In (luo2020novel) there is a description of a web attack detection system that is based on an ensemble of classifiers and vector representation techniques from the NLP domain. This system first tokenizes text based on a manually prepared dictionary containing tokens characteristic for network traffic. The resulting text representations are vectorized in parallel using neural models based on recurrent and convolutional networks. A comprehensive check is then performed on them, which returns an evaluation vector specifying the output confidence of the vectors on their mutual difference. The produced vector and the vectors from the neural models go to an ensemble of classifiers, which evaluates whether the HTTP query is a normal traffic or an attack. The method was tested on the CSIC2010 collection and own collections, unfortunately there is no information on how the model training was performed.

We chose to reproduce the work of (park2018anomaly) because of the similarity of the idea. The authors of the paper designed a convolutional autoencoder that learns to reconstruct an HTTP message transformed to a character-binary image. The CAE (convolutional autoencoder) consists of consecutive convolutional layers, of which the main part is the layers based on the Inception-ResNet-v2 architecture. CAE includes a decoding part that is designed as an inverted encoder. The input data of the network are character-binary images obtained by transforming the text into a matrix of occurrences of characters from the dictionary (68 values) at a given position throughout the HTTP message. The network learns to reproduce such a representation only on normal HTTP messages with no anomalies, and the learning criterion BCE (binary cross entropy). Anomaly detection is supposed to be based on showing a difference in the reconstructed representation under the assumption that HTTP messages containing anomalies will have a varying BCV (binary cross varentropy) value.

When reproducing this solution, we encountered problems, such as mismatches between the design possibilities and the diagrams in the paper. In case of the stem layers in the encoder and decoder, we had to adjust the convolution layer due to a mismatch in size, and correct the convolution layer in the Reduction-B module. Also, in some places we had to adjust the padding window size ourselves, due to the lack of description of these values.

3 Proposed approach

Figure 1: The HTTP2vec pipeline

3.1 Tokenization

Byte Pair Encoding (BPE) is a compression method of replacing the most common byte pairs in a data by a byte that does not occur in that data. BPE has been transferred to the field of natural language processing as a method of text tokenization (sennrich2015neural). It focuses on grouping the most frequent character strings in the learning corpus. The method starts at the level where a single character is a single token, first grouping pairs of characters, then triplets and so on, until a dictionary is created which contains the number of tokens preset for the model.

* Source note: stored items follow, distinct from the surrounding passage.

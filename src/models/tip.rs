//! Tip selections and substitution combinations.

use std::fmt;

use serde::{Deserialize, Serialize};

use super::RunnerNo;

/// A tipster's selection for one race: a main runner and an optional substitute.
#[derive(Debug, Clone, Copy, PartialEq, Eq, Serialize, Deserialize)]
pub struct Tip {
    pub main: RunnerNo,
    #[serde(default)]
    pub alt: Option<RunnerNo>,
}

impl Tip {
    /// A tip without a substitute.
    pub fn main(main: RunnerNo) -> Self {
        Self { main, alt: None }
    }

    /// A tip with a substitute.
    pub fn with_alt(main: RunnerNo, alt: RunnerNo) -> Self {
        Self {
            main,
            alt: Some(alt),
        }
    }

    /// The runner this tip counts towards in consensus: the substitute if any, else the main.
    pub fn counted_runner(&self) -> RunnerNo {
        self.alt.unwrap_or(self.main)
    }

    /// The main/substitute pair, if a substitute was given.
    pub fn combination(&self) -> Option<SubTipCombination> {
        self.alt.map(|alt| SubTipCombination {
            main: self.main,
            alt,
        })
    }
}

impl fmt::Display for Tip {
    fn fmt(&self, f: &mut fmt::Formatter<'_>) -> fmt::Result {
        match self.alt {
            Some(alt) => write!(f, "{} s{}", self.main, alt),
            None => write!(f, "{}", self.main),
        }
    }
}

/// An ordered main-to-substitute pair. `(5, 2)` and `(2, 5)` are different combinations.
#[derive(Debug, Clone, Copy, PartialEq, Eq, Hash, PartialOrd, Ord, Serialize, Deserialize)]
pub struct SubTipCombination {
    pub main: RunnerNo,
    pub alt: RunnerNo,
}

#[cfg(test)]
mod tests {
    use super::*;

    #[test]
    fn test_counted_runner_prefers_alt() {
        assert_eq!(Tip::with_alt(5, 2).counted_runner(), 2);
        assert_eq!(Tip::main(7).counted_runner(), 7);
    }

    #[test]
    fn test_combination_is_order_sensitive() {
        let a = Tip::with_alt(5, 2).combination().unwrap();
        let b = Tip::with_alt(2, 5).combination().unwrap();
        assert_ne!(a, b);
        assert!(Tip::main(5).combination().is_none());
    }

    #[test]
    fn test_tip_display() {
        assert_eq!(Tip::main(4).to_string(), "4");
        assert_eq!(Tip::with_alt(4, 11).to_string(), "4 s11");
    }

    #[test]
    fn test_tip_deserialize_null_alt() {
        let tip: Tip = serde_json::from_str(r#"{"main": 3, "alt": null}"#).unwrap();
        assert_eq!(tip, Tip::main(3));

        let tip: Tip = serde_json::from_str(r#"{"main": 3}"#).unwrap();
        assert_eq!(tip, Tip::main(3));
    }
}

An extension method of BPE is Byte-level Byte Pair Encoding (BBPE) (wang2020neural), which is based on a dictionary of bytes rather than characters. This allows the dictionary to be kept small while recognizing many different forms.

For the purpose of the tasks described in our paper, the tokenizer is based on BBPE and is trained on the entire dataset – containing both normal and anomalous traffic. This allows us to create a reasonably accurate tokenizer and avoid the pitfall of biasing the anomaly detection method by detecting a large number of short tokens after tokenization, which would not necessarily mean anomalous traffic in reality. The implementation we use is based on the solution provided by HuggingFace Transformers (wolf-etal-2020-transformers). The output of our tokenizer is the input of the RoBERTa model.

3.2 Language model

Our method is based on vectorization using the RoBERTa model (liu2019roberta), which in turn is based on the BERT model (devlin2018bert). Bidirectional Encoder Representations from Transformers (BERT) is a language model built on the Transformer architecture. It uses an attention mechanism and allows to process data sequentially, considering information about the token position in the sequence without using recursion. The key element of BERT is the inclusion of two-sided context for each token of the processed sequence. The standard Transformer architecture distinguishes between an encoder and decoder part. However, in case of BERT, we are mainly interested in the encoder’s output. Unlike standard sequence processing methods, the Transformer architecture processes all tokens simultaneously, not just in a selected direction. The input of the method is a sequence of tokens, which are first embedded in a vector space and then processed by the neural model. The learning process of the BERT model is based on two methods: Masked Language Model (MLM) and Next Sentence Prediction (NSP).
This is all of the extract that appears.